**Exercise goal**: Each line of the entries below that includes "access" belongs in your answer.

--- Supplied records ---

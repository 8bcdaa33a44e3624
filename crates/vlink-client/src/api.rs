//! Client-visible contract of the external share API
//!
//! The server owns persistence, password verification, and the
//! authoritative access count; this trait is the seam the rest of the
//! client composes around. Implementations map transport failures onto
//! the [`ShareError`](vlink_core::ShareError) taxonomy so callers never
//! see raw protocol errors.

use async_trait::async_trait;

use vlink_core::types::{FileRecord, ShareLinkRequest, ShareLinkResponse, SharedFileInfo};
use vlink_core::ShareResult;

/// Raw (still encrypted) bytes of a shared file, as fetched by a guest.
#[derive(Debug, Clone)]
pub struct EncryptedDownload {
    pub bytes: Vec<u8>,
    /// Content type reported by the transport, if any.
    pub content_type: Option<String>,
}

/// Ciphertext plus its transport-encoded key, fetched over the
/// owner-authenticated channel.
#[derive(Clone)]
pub struct OwnerContent {
    pub bytes: Vec<u8>,
    /// Absent for files stored unencrypted.
    pub key: Option<String>,
    pub content_type: Option<String>,
}

impl std::fmt::Debug for OwnerContent {
    fn fmt(&self, f: &mut std::fmt::Formatter<'_>) -> std::fmt::Result {
        f.debug_struct("OwnerContent")
            .field("bytes", &self.bytes.len())
            .field("key", &self.key.as_ref().map(|_| "[REDACTED]"))
            .field("content_type", &self.content_type)
            .finish()
    }
}

#[async_trait]
pub trait ShareLinkApi: Send + Sync {
    /// Fetch the shared-file descriptor for a capability token.
    ///
    /// `bearer` unlocks the `key` field on password-protected links.
    /// Errors: `CapabilityExpired` for unknown/expired links,
    /// `CapabilityExhausted` once the access limit is reached.
    async fn fetch_shared_file(
        &self,
        token: &str,
        bearer: Option<&str>,
    ) -> ShareResult<SharedFileInfo>;

    /// Redeem a password against the external verifier.
    ///
    /// Returns the bearer access token on success; `PasswordIncorrect`
    /// on mismatch (the password is not retried or stored anywhere).
    async fn verify_password(&self, token: &str, password: &str) -> ShareResult<String>;

    /// Download the encrypted bytes for a shared file.
    ///
    /// Errors: `GrantRevokedOrExpired` when the server rejects the bearer.
    async fn download_shared(
        &self,
        token: &str,
        bearer: Option<&str>,
    ) -> ShareResult<EncryptedDownload>;

    /// Issue a new share link for an owned file (authenticated).
    ///
    /// The returned token is opaque; the client performs no validation of
    /// its structure beyond treating it as an identifier.
    async fn create_share_link(
        &self,
        file_id: &str,
        request: &ShareLinkRequest,
    ) -> ShareResult<ShareLinkResponse>;

    /// Upload an encrypted payload together with its transport-encoded
    /// key over the authenticated channel (authenticated).
    async fn upload_file(
        &self,
        name: &str,
        mime_type: &str,
        payload: Vec<u8>,
        key_b64: &str,
    ) -> ShareResult<FileRecord>;

    /// Fetch ciphertext and key together for an owned file (authenticated).
    async fn fetch_file_content(&self, file_id: &str) -> ShareResult<OwnerContent>;
}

---

**Answer section**:
//! authoritative access count; this trait is the seam the rest of the
    /// `CapabilityExhausted` once the access limit is reached.
    /// Returns the bearer access token on success; `PasswordIncorrect`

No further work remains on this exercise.